Debunking Aircraft Carrier Myths Pt 3
Summing up this week’s study of large versus small deck aircraft carriers, here are our conclusions:
- Large armored carriers are no less susceptible to battle damage than smaller ships and are harder to repair in wartime.
- The Navy’s insistence in buying only high-end Aegis anti-missile escorts reveals the service’s own doubts of the Big Ship’s survivability in combat.
- More numerous small carriers would take best advantage of the advances in precision bombing aircraft, manned or unmanned. Dispersed in adequate numbers, they would greatly enhance the Navy’s global presence.
- The benefits of nuclear power is counteracted by its drawbacks such as greatly multiplying the cost for individual ships, which in turn reduces the number of carrier purchases, ensuring a smaller fleet less available for global commitments. The dangers of radiation, whether perceived or real, also alienate even our closest allies during random port visits by ships so equipped.
- Any aviation capable ship is an asset to a Navy.
- With cheaper aircraft carriers, precious defense funds can be diverted to improving naval aircraft in quality and especially increasing their numbers, which is the sole reason for the carrier’s existence.
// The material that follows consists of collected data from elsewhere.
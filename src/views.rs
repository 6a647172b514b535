//! Stateless maud components. Each function maps todo data to a fragment
//! that htmx swaps into the live page.

use maud::{html, Markup, DOCTYPE};

use crate::models::Todo;

/// One todo row: content, a toggle checkbox and a delete button. Both
/// controls replace the whole row with the server's response; the delete
/// response is empty, which removes the row.
pub fn todo_item(todo: &Todo) -> Markup {
    html! {
        div class="flex flex-row space-x-3" {
            p { (todo.content) }
            input type="checkbox" checked[todo.completed]
                hx-post=(format!("/todos/toggle/{}", todo.id))
                hx-target="closest div"
                hx-swap="outerHTML";
            button class="text-red-500"
                hx-delete=(format!("/todos/{}", todo.id))
                hx-target="closest div"
                hx-swap="outerHTML" { "X" }
        }
    }
}

/// The create form. New items are inserted right before the form, and the
/// hyperscript attribute clears the input after each submission.
pub fn todo_form() -> Markup {
    html! {
        form class="flex flex-row space-x-3"
            hx-post="/todos"
            hx-swap="beforebegin"
            "_"="on submit target.reset()" {
            input type="text" name="content" class="border border-black";
            button type="submit" { "Add" }
        }
    }
}

pub fn todo_list(todos: &[Todo]) -> Markup {
    html! {
        div {
            @for todo in todos {
                (todo_item(todo))
            }
            (todo_form())
        }
    }
}

/// Document shell served by the root route. The body fetches the list
/// fragment as soon as the page loads.
pub fn page() -> Markup {
    html! {
        (DOCTYPE)
        html {
            head {
                title { "Todos" }
                meta charset="utf-8";
                meta name="viewport" content="width=device-width, initial-scale=1";
                script src="https://unpkg.com/htmx.org@1.9.6/dist/htmx.min.js" {}
                script src="https://cdn.tailwindcss.com/3.3.3" {}
                script src="https://unpkg.com/hyperscript.org@0.9.11/dist/_hyperscript.min.js" {}
            }
            body class="flex w-full h-screen justify-center items-center"
                hx-get="/todos"
                hx-trigger="load"
                hx-swap="innerHTML" {}
        }
    }
}
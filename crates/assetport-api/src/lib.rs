//! assetport-api: Asset import data model
//!
//! Contains the import asset record and its nested records, the wire field
//! names of each, the validation rules they must satisfy before upload, and
//! the request/response types shared by the client and CLI.

pub mod asset;
pub mod error;
pub mod fields;
pub mod formats;
pub mod requests;
pub mod responses;
pub mod service;
pub mod software;
pub mod validate;
pub mod vulnerability;

#[allow(deprecated)]
pub use asset::CustomAttribute;
pub use asset::{
    AttributeValue, CustomAttributes, ImportAsset, NetworkInterface, custom_attributes,
};
pub use error::ValidationError;
pub use fields::{
    AssetField, NetworkInterfaceField, ServiceField, SoftwareField, VulnerabilityField,
};
pub use requests::{ImportTask, NewCustomIntegration};
pub use responses::{CustomIntegration, Task};
pub use service::Service;
pub use software::Software;
pub use validate::Validate;
pub use vulnerability::Vulnerability;
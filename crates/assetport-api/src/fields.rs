//! Wire field names of each record type
//!
//! These are the keys the import endpoint understands. Input keys are matched
//! against them case-sensitively after casing normalization.

macro_rules! wire_fields {
    (
        $(#[$meta:meta])*
        $name:ident { $($variant:ident => $wire:literal),+ $(,)? }
    ) => {
        $(#[$meta])*
        #[derive(Debug, Clone, Copy, PartialEq, Eq, Hash)]
        pub enum $name {
            $(
                #[doc = concat!("`", $wire, "`")]
                $variant,
            )+
        }

        impl $name {
            /// Every field, in schema order
            pub const ALL: &'static [$name] = &[$($name::$variant),+];

            /// Name of the field on the wire
            #[must_use]
            pub const fn as_str(self) -> &'static str {
                match self {
                    $($name::$variant => $wire,)+
                }
            }

            /// Look up a field by its exact wire name
            #[must_use]
            pub fn from_wire(name: &str) -> Option<Self> {
                match name {
                    $($wire => Some($name::$variant),)+
                    _ => None,
                }
            }
        }

        impl std::fmt::Display for $name {
            fn fmt(&self, f: &mut std::fmt::Formatter<'_>) -> std::fmt::Result {
                f.write_str(self.as_str())
            }
        }
    };
}

wire_fields! {
    /// Fields of [`crate::asset::ImportAsset`]
    AssetField {
        Id => "id",
        RunZeroId => "runZeroID",
        NetworkInterfaces => "networkInterfaces",
        Hostnames => "hostnames",
        Domain => "domain",
        FirstSeenTs => "firstSeenTS",
        LastSeenTs => "lastSeenTS",
        Os => "os",
        OsVersion => "osVersion",
        Manufacturer => "manufacturer",
        Model => "model",
        Tags => "tags",
        DeviceType => "deviceType",
        CustomAttributes => "customAttributes",
        Software => "software",
        Vulnerabilities => "vulnerabilities",
        Services => "services",
    }
}

wire_fields! {
    /// Fields of [`crate::asset::NetworkInterface`]
    NetworkInterfaceField {
        MacAddress => "macAddress",
        Ipv4Addresses => "ipv4Addresses",
        Ipv6Addresses => "ipv6Addresses",
    }
}

wire_fields! {
    /// Fields of [`crate::software::Software`]
    SoftwareField {
        Id => "id",
        InstalledAt => "installedAt",
        InstalledFrom => "installedFrom",
        InstalledSize => "installedSize",
        ServiceAddress => "serviceAddress",
        ServicePort => "servicePort",
        ServiceTransport => "serviceTransport",
        Vendor => "vendor",
        Product => "product",
        Version => "version",
        Update => "update",
        Edition => "edition",
        Language => "language",
        SwEdition => "swEdition",
        TargetSw => "targetSW",
        TargetHw => "targetHW",
        Other => "other",
        Cpe23 => "cpe23",
        CustomAttributes => "customAttributes",
    }
}

wire_fields! {
    /// Fields of [`crate::vulnerability::Vulnerability`]
    VulnerabilityField {
        Id => "id",
        Name => "name",
        Description => "description",
        Solution => "solution",
        Cve => "cve",
        Cpe23 => "cpe23",
        ServiceAddress => "serviceAddress",
        ServicePort => "servicePort",
        ServiceTransport => "serviceTransport",
        Cvss2BaseScore => "cvss2BaseScore",
        Cvss2TemporalScore => "cvss2TemporalScore",
        Cvss3BaseScore => "cvss3BaseScore",
        Cvss3TemporalScore => "cvss3TemporalScore",
        SeverityScore => "severityScore",
        SeverityRank => "severityRank",
        RiskScore => "riskScore",
        RiskRank => "riskRank",
        Exploitable => "exploitable",
        FirstDetectedTs => "firstDetectedTS",
        LastDetectedTs => "lastDetectedTS",
        PublishedTs => "publishedTS",
        CustomAttributes => "customAttributes",
    }
}

wire_fields! {
    /// Fields of [`crate::service::Service`]
    ServiceField {
        Address => "address",
        Port => "port",
        Transport => "transport",
        Vhost => "vhost",
        Protocols => "protocols",
        CustomAttributes => "customAttributes",
    }
}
With the basics covered, here is our modest proposal for a future conventional carrier:
America Class Medium Carrier
Some might contend that the cost of a smaller conventional carrier isn’t much less than of a full sized nuclear supercarrier.With a new Marine carrier like the USS America coming in at $3 billion, this is not an exaggerated statement. We think the high cost of America and her sisters are the product of lack of competition in US shipyards as well as the ongoing mismanagement. With a drastic overhaul of shipbuilding practices, greater competition, even building ships in foreign yards, big savings could incur, perhaps bringing us closer to the $1 billion mark.
As a Marine amphibious warship, USS America is already well-protected against damage, even from a nearby nuclear blast. Geared specifically toward aviation support, she is already equipped with spacious hangars to accept F-35B V/STOL version of the Joint Strike Fighter. With the addition of a ski ramp, she could operate the higher performance F-36C, or even the venerable F/A-18 Hornet.
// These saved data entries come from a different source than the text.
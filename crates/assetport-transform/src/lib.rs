//! assetport-transform: Turn external data into import assets
//!
//! Reads CSV files or JSON documents, normalizes key casing, applies an
//! optional field mapping, folds unknown keys into custom attributes and
//! validates each resulting [`assetport_api::ImportAsset`].
//!
//! ```no_run
//! use assetport_transform::{FieldMapping, assets_from_csv};
//!
//! # fn example() -> Result<(), Box<dyn std::error::Error>> {
//! let mapping = FieldMapping::new().map("id", "asset_id").map("os", "platform");
//! let assets = assets_from_csv("inventory.csv", Some(&mapping))?;
//! println!("{} assets", assets.len());
//! # Ok(())
//! # }
//! ```

pub mod casing;
pub mod error;
pub mod ingest;
pub mod mapping;

pub use casing::to_camel_case;
pub use error::{Result, TransformError};
pub use ingest::{assets_from_csv, assets_from_csv_reader, assets_from_json};
pub use mapping::{FieldMapping, map_asset, remap_record};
The airwing would consist of 3 squadrons of 12 planes each, for 36 fighters, a mix of F/A-18 Super Hornets and the F-35C Lightning II JSF as the latter becomes available. Since all carriers typically sail with helicopter equipped escorts, the need for an ASW wing would be negated, save for a few utility choppers. The electronic warfare “Grizzly” complement might be reduced to 2, as would the EW Hawkeyes, though certainly no more than 3, and perhaps advances in technology might integrate the essential missions of both aircraft.
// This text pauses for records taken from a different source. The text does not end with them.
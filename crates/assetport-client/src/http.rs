//! HTTP transport for the asset inventory API

use std::fmt;
use std::sync::{Arc, Mutex};
use std::time::Duration;

use reqwest::header::{HeaderMap, RETRY_AFTER};
use reqwest::multipart::Form;
use reqwest::{Client, RequestBuilder, Response, StatusCode};
use serde::Serialize;
use serde::de::DeserializeOwned;
use serde_json::Value;
use tracing::debug;
use url::Url;

use crate::error::{ClientError, Result};

/// Console used when no server URL is configured
pub const DEFAULT_SERVER_URL: &str = "https://console.runzero.com";

/// Request timeout used when none is configured
pub const DEFAULT_TIMEOUT: Duration = Duration::from_secs(30);

/// API credential sent as a bearer token
#[derive(Clone, PartialEq, Eq)]
pub enum Credentials {
    /// Account-wide API key
    AccountKey(String),
    /// Organization API key
    OrgKey(String),
    /// Pre-issued OAuth access token
    Bearer(String),
}

impl Credentials {
    fn token(&self) -> &str {
        match self {
            Credentials::AccountKey(token)
            | Credentials::OrgKey(token)
            | Credentials::Bearer(token) => token,
        }
    }

    /// Short name of the credential type, for diagnostics
    #[must_use]
    pub fn kind(&self) -> &'static str {
        match self {
            Credentials::AccountKey(_) => "account key",
            Credentials::OrgKey(_) => "organization key",
            Credentials::Bearer(_) => "bearer token",
        }
    }
}

impl fmt::Debug for Credentials {
    fn fmt(&self, f: &mut fmt::Formatter<'_>) -> fmt::Result {
        write!(f, "Credentials({}, <redacted>)", self.kind())
    }
}

/// API usage counters reported in response headers
#[derive(Debug, Clone, Copy, Default, PartialEq, Eq)]
pub struct RateLimitInfo {
    /// Requests allowed for the credential's license
    pub usage_limit: Option<u64>,
    /// Requests left before the server starts rejecting them
    pub usage_remaining: Option<u64>,
    /// Requests made in the current day
    pub usage_today: Option<u64>,
    /// Requests made with this credential overall
    pub usage_total: Option<u64>,
}

impl RateLimitInfo {
    /// Read the `X-API-Usage-*` headers; missing or non-numeric values stay `None`
    #[must_use]
    pub fn from_headers(headers: &HeaderMap) -> Self {
        let read = |name: &str| {
            headers
                .get(name)
                .and_then(|v| v.to_str().ok())
                .and_then(|v| v.trim().parse().ok())
        };
        Self {
            usage_limit: read("x-api-usage-limit"),
            usage_remaining: read("x-api-usage-remaining"),
            usage_today: read("x-api-usage-today"),
            usage_total: read("x-api-usage-total"),
        }
    }

    /// Whether the response carried any usage header
    #[must_use]
    pub fn is_empty(&self) -> bool {
        *self == Self::default()
    }
}

impl fmt::Display for RateLimitInfo {
    fn fmt(&self, f: &mut fmt::Formatter<'_>) -> fmt::Result {
        let show = |v: Option<u64>| v.map_or_else(|| "?".to_string(), |v| v.to_string());
        write!(
            f,
            "limit {}, remaining {}, today {}, total {}",
            show(self.usage_limit),
            show(self.usage_remaining),
            show(self.usage_today),
            show(self.usage_total)
        )
    }
}

/// HTTP client for the asset inventory API
#[derive(Debug, Clone)]
pub struct HttpClient {
    client: Client,
    base_url: Url,
    credentials: Credentials,
    rate_limit: Arc<Mutex<Option<RateLimitInfo>>>,
}

impl HttpClient {
    /// Create a client for `server_url` with default settings
    ///
    /// # Errors
    /// Returns an error if the URL is invalid or not `https`.
    ///
    /// # Example
    /// ```no_run
    /// use assetport_client::{Credentials, HttpClient};
    ///
    /// let client = HttpClient::new("https://console.runzero.com", Credentials::OrgKey("OT...".into()))?;
    /// # Ok::<(), Box<dyn std::error::Error>>(())
    /// ```
    pub fn new(server_url: impl AsRef<str>, credentials: Credentials) -> Result<Self> {
        Self::builder(credentials).server_url(server_url).build()
    }

    /// Start configuring a client
    #[must_use]
    pub fn builder(credentials: Credentials) -> HttpClientBuilder {
        HttpClientBuilder::new(credentials)
    }

    /// Base URL every request path is resolved against
    #[must_use]
    pub fn base_url(&self) -> &Url {
        &self.base_url
    }

    /// Usage counters from the most recent response that carried them
    #[must_use]
    pub fn last_rate_limit(&self) -> Option<RateLimitInfo> {
        self.rate_limit.lock().ok().and_then(|guard| *guard)
    }

    /// Build a full URL from a path relative to the base URL
    pub(crate) fn url(&self, path: &str) -> Result<Url> {
        self.base_url
            .join(path.trim_start_matches('/'))
            .map_err(ClientError::Url)
    }

    /// Perform a GET request and deserialize the response
    pub(crate) async fn get<T: DeserializeOwned>(
        &self,
        path: &str,
        query: &[(&str, String)],
    ) -> Result<T> {
        let url = self.url(path)?;
        let response = self.send(self.client.get(url).query(query)).await?;
        require_body(read_json(response).await?)
    }

    /// Perform a POST request with JSON body
    pub(crate) async fn post<T: DeserializeOwned>(
        &self,
        path: &str,
        body: &impl Serialize,
    ) -> Result<T> {
        let url = self.url(path)?;
        let response = self.send(self.client.post(url).json(body)).await?;
        require_body(read_json(response).await?)
    }

    /// Perform a POST request with a multipart form body
    pub(crate) async fn post_multipart<T: DeserializeOwned>(
        &self,
        path: &str,
        form: Form,
    ) -> Result<T> {
        let url = self.url(path)?;
        let response = self.send(self.client.post(url).multipart(form)).await?;
        require_body(read_json(response).await?)
    }

    /// Perform a DELETE request, ignoring any response body
    pub(crate) async fn delete(&self, path: &str) -> Result<()> {
        let url = self.url(path)?;
        self.send(self.client.delete(url)).await?;
        Ok(())
    }

    async fn send(&self, request: RequestBuilder) -> Result<Response> {
        let response = request
            .bearer_auth(self.credentials.token())
            .send()
            .await?;
        debug!(
            path = %response.url().path(),
            status = response.status().as_u16(),
            "API response"
        );

        let usage = RateLimitInfo::from_headers(response.headers());
        if !usage.is_empty() {
            if let Ok(mut guard) = self.rate_limit.lock() {
                *guard = Some(usage);
            }
        }

        check_status(response, usage).await
    }
}

/// Map a non-success response onto the matching error
async fn check_status(response: Response, usage: RateLimitInfo) -> Result<Response> {
    let status = response.status();
    if status.is_success() {
        return Ok(response);
    }

    let retry_after = response
        .headers()
        .get(RETRY_AFTER)
        .and_then(|v| v.to_str().ok())
        .and_then(|v| v.trim().parse().ok());
    let body = response.text().await.unwrap_or_default();
    let message = error_message(&body, status);

    Err(match status.as_u16() {
        401 | 403 => ClientError::Auth {
            status: status.as_u16(),
            message,
        },
        429 => ClientError::RateLimited {
            retry_after,
            usage,
            message,
        },
        400..=499 => ClientError::Api {
            status: status.as_u16(),
            message,
        },
        500..=599 => ClientError::Server {
            status: status.as_u16(),
            message,
        },
        _ => ClientError::InvalidResponse(format!("unexpected status {status}")),
    })
}

/// Pull a readable message out of an error body
///
/// Problem documents (`title`/`detail`) and `{"error": ...}` bodies are
/// understood; anything else is returned trimmed.
fn error_message(body: &str, status: StatusCode) -> String {
    if let Ok(Value::Object(fields)) = serde_json::from_str::<Value>(body) {
        let text = |key: &str| {
            fields
                .get(key)
                .and_then(Value::as_str)
                .map(str::trim)
                .filter(|s| !s.is_empty())
        };
        match (text("title"), text("detail"), text("error")) {
            (Some(title), Some(detail), _) => return format!("{title}: {detail}"),
            (None, Some(detail), _) => return detail.to_string(),
            (Some(title), None, _) => return title.to_string(),
            (None, None, Some(error)) => return error.to_string(),
            _ => {}
        }
    }

    let body = body.trim();
    if body.is_empty() {
        status
            .canonical_reason()
            .unwrap_or("request failed")
            .to_string()
    } else {
        body.to_string()
    }
}

/// Read a JSON body; `None` for an empty body
async fn read_json<T: DeserializeOwned>(response: Response) -> Result<Option<T>> {
    let bytes = response.bytes().await?;
    if bytes.iter().all(u8::is_ascii_whitespace) {
        return Ok(None);
    }
    Ok(Some(serde_json::from_slice(&bytes)?))
}

fn require_body<T>(body: Option<T>) -> Result<T> {
    body.ok_or_else(|| ClientError::InvalidResponse("empty response body".to_string()))
}

/// Builder for [`HttpClient`]
#[derive(Debug, Clone)]
pub struct HttpClientBuilder {
    credentials: Credentials,
    server_url: Option<String>,
    timeout: Duration,
    validate_certificate: bool,
    allow_http: bool,
}

impl HttpClientBuilder {
    fn new(credentials: Credentials) -> Self {
        Self {
            credentials,
            server_url: None,
            timeout: DEFAULT_TIMEOUT,
            validate_certificate: true,
            allow_http: false,
        }
    }

    /// Set the console URL (default: [`DEFAULT_SERVER_URL`])
    #[must_use]
    pub fn server_url(mut self, url: impl AsRef<str>) -> Self {
        self.server_url = Some(url.as_ref().to_string());
        self
    }

    /// Set the request timeout (default: 30 seconds, must be non-zero)
    #[must_use]
    pub fn timeout(mut self, timeout: Duration) -> Self {
        self.timeout = timeout;
        self
    }

    /// Turn TLS certificate validation on or off (default: on)
    #[must_use]
    pub fn validate_certificate(mut self, validate: bool) -> Self {
        self.validate_certificate = validate;
        self
    }

    /// Accept plain `http` server URLs, e.g. for a local mock server
    #[must_use]
    pub fn allow_http(mut self, allow: bool) -> Self {
        self.allow_http = allow;
        self
    }

    /// Build the client
    ///
    /// # Errors
    /// Returns an error if the URL is invalid or not `https`, if the timeout
    /// is zero, or if the underlying HTTP client cannot be constructed.
    pub fn build(self) -> Result<HttpClient> {
        let raw = self.server_url.as_deref().unwrap_or(DEFAULT_SERVER_URL);
        let mut base_url = Url::parse(raw)?;

        let scheme_ok =
            base_url.scheme() == "https" || (self.allow_http && base_url.scheme() == "http");
        if !scheme_ok {
            return Err(ClientError::InvalidArgument(format!(
                "server URL {raw} must be https"
            )));
        }
        if self.timeout.is_zero() {
            return Err(ClientError::InvalidArgument(
                "timeout must be greater than 0".to_string(),
            ));
        }

        // paths are joined relative to the base, so it must end in a slash
        if !base_url.path().ends_with('/') {
            let path = format!("{}/", base_url.path());
            base_url.set_path(&path);
        }

        let client = Client::builder()
            .timeout(self.timeout)
            .danger_accept_invalid_certs(!self.validate_certificate)
            .user_agent(concat!("assetport/", env!("CARGO_PKG_VERSION")))
            .build()?;

        Ok(HttpClient {
            client,
            base_url,
            credentials: self.credentials,
            rate_limit: Arc::new(Mutex::new(None)),
        })
    }
}

#[cfg(test)]
mod tests {
    use reqwest::header::HeaderValue;

    use super::*;

    fn key() -> Credentials {
        Credentials::OrgKey("OT0123456789".into())
    }

    #[test]
    fn test_client_creation() {
        let client = HttpClient::new(DEFAULT_SERVER_URL, key());
        assert!(client.is_ok());
    }

    #[test]
    fn test_default_server_url() {
        let client = HttpClient::builder(key()).build().unwrap();
        assert_eq!(client.base_url().as_str(), "https://console.runzero.com/");
    }

    #[test]
    fn test_invalid_url() {
        let err = HttpClient::new("not a url", key()).unwrap_err();
        assert!(matches!(err, ClientError::Url(_)));
    }

    #[test]
    fn test_http_rejected_unless_allowed() {
        let err = HttpClient::new("http://localhost:8080", key()).unwrap_err();
        assert!(matches!(err, ClientError::InvalidArgument(_)));

        let client = HttpClient::builder(key())
            .server_url("http://localhost:8080")
            .allow_http(true)
            .build();
        assert!(client.is_ok());
    }

    #[test]
    fn test_zero_timeout_rejected() {
        let err = HttpClient::builder(key())
            .timeout(Duration::ZERO)
            .build()
            .unwrap_err();
        assert!(matches!(err, ClientError::InvalidArgument(_)));
    }

    #[test]
    fn test_url_building() {
        let client = HttpClient::new("https://runzero.local:8443", key()).unwrap();
        let url = client.url("api/v1.0/org/tasks").unwrap();
        assert_eq!(url.as_str(), "https://runzero.local:8443/api/v1.0/org/tasks");
    }

    #[test]
    fn test_url_building_keeps_path_prefix() {
        let client = HttpClient::new("https://proxy.example.com/runzero", key()).unwrap();
        let url = client.url("/api/v1.0/org/tasks").unwrap();
        assert_eq!(url.as_str(), "https://proxy.example.com/runzero/api/v1.0/org/tasks");
    }

    #[test]
    fn test_rate_limit_headers() {
        let mut headers = HeaderMap::new();
        headers.insert("X-API-Usage-Limit", HeaderValue::from_static("1000"));
        headers.insert("X-API-Usage-Remaining", HeaderValue::from_static("998"));
        headers.insert("X-API-Usage-Today", HeaderValue::from_static("2"));
        headers.insert("X-API-Usage-Total", HeaderValue::from_static("junk"));

        let info = RateLimitInfo::from_headers(&headers);
        assert_eq!(info.usage_limit, Some(1000));
        assert_eq!(info.usage_remaining, Some(998));
        assert_eq!(info.usage_today, Some(2));
        assert_eq!(info.usage_total, None);
        assert!(!info.is_empty());

        assert!(RateLimitInfo::from_headers(&HeaderMap::new()).is_empty());
    }

    #[test]
    fn test_error_message_from_problem_document() {
        let body = r#"{"title":"request failed","detail":"customIntegrationId UUID cannot be all zeroes","status":"error"}"#;
        assert_eq!(
            error_message(body, StatusCode::BAD_REQUEST),
            "request failed: customIntegrationId UUID cannot be all zeroes"
        );
        assert_eq!(
            error_message(r#"{"error":"invalid token"}"#, StatusCode::UNAUTHORIZED),
            "invalid token"
        );
        assert_eq!(error_message("  boom \n", StatusCode::BAD_GATEWAY), "boom");
        assert_eq!(error_message("", StatusCode::NOT_FOUND), "Not Found");
    }

    #[test]
    fn test_credentials_are_redacted() {
        let shown = format!("{:?}", Credentials::AccountKey("CT-secret".into()));
        assert!(!shown.contains("secret"));
        assert!(shown.contains("account key"));
    }
}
If costs can be reined in, here is what the future USN carrier force may look like:
- 10 America class CVV Medium Aircraft Carriers
- 5 of the more recent Nimitz class CVN supercarriers
- 12 LHA/LHD amphibious aircraft carriers
All this would consist of an easier to maintain carrier fleet, whose aviation assets, whether traditional manned jets or unmanned combat aerial vehicles can be built in adequate numbers and affordably replaced as needed. Further savings would be channeled into the general purpose operating forces. Long-neglected small escort ships, newer littoral ships, submarines, ect. could then be built up into a more balanced fleet, instead the top heavy force the USN currently deploys, wholly tied to supporting the handful of Big Deck supercarriers. Finally future naval strategists could think beyond the modest “313 ship fleet” and to a larger 450-500-600 ship force, with vital numbers more fitting a worldwide force for good as the US Navy.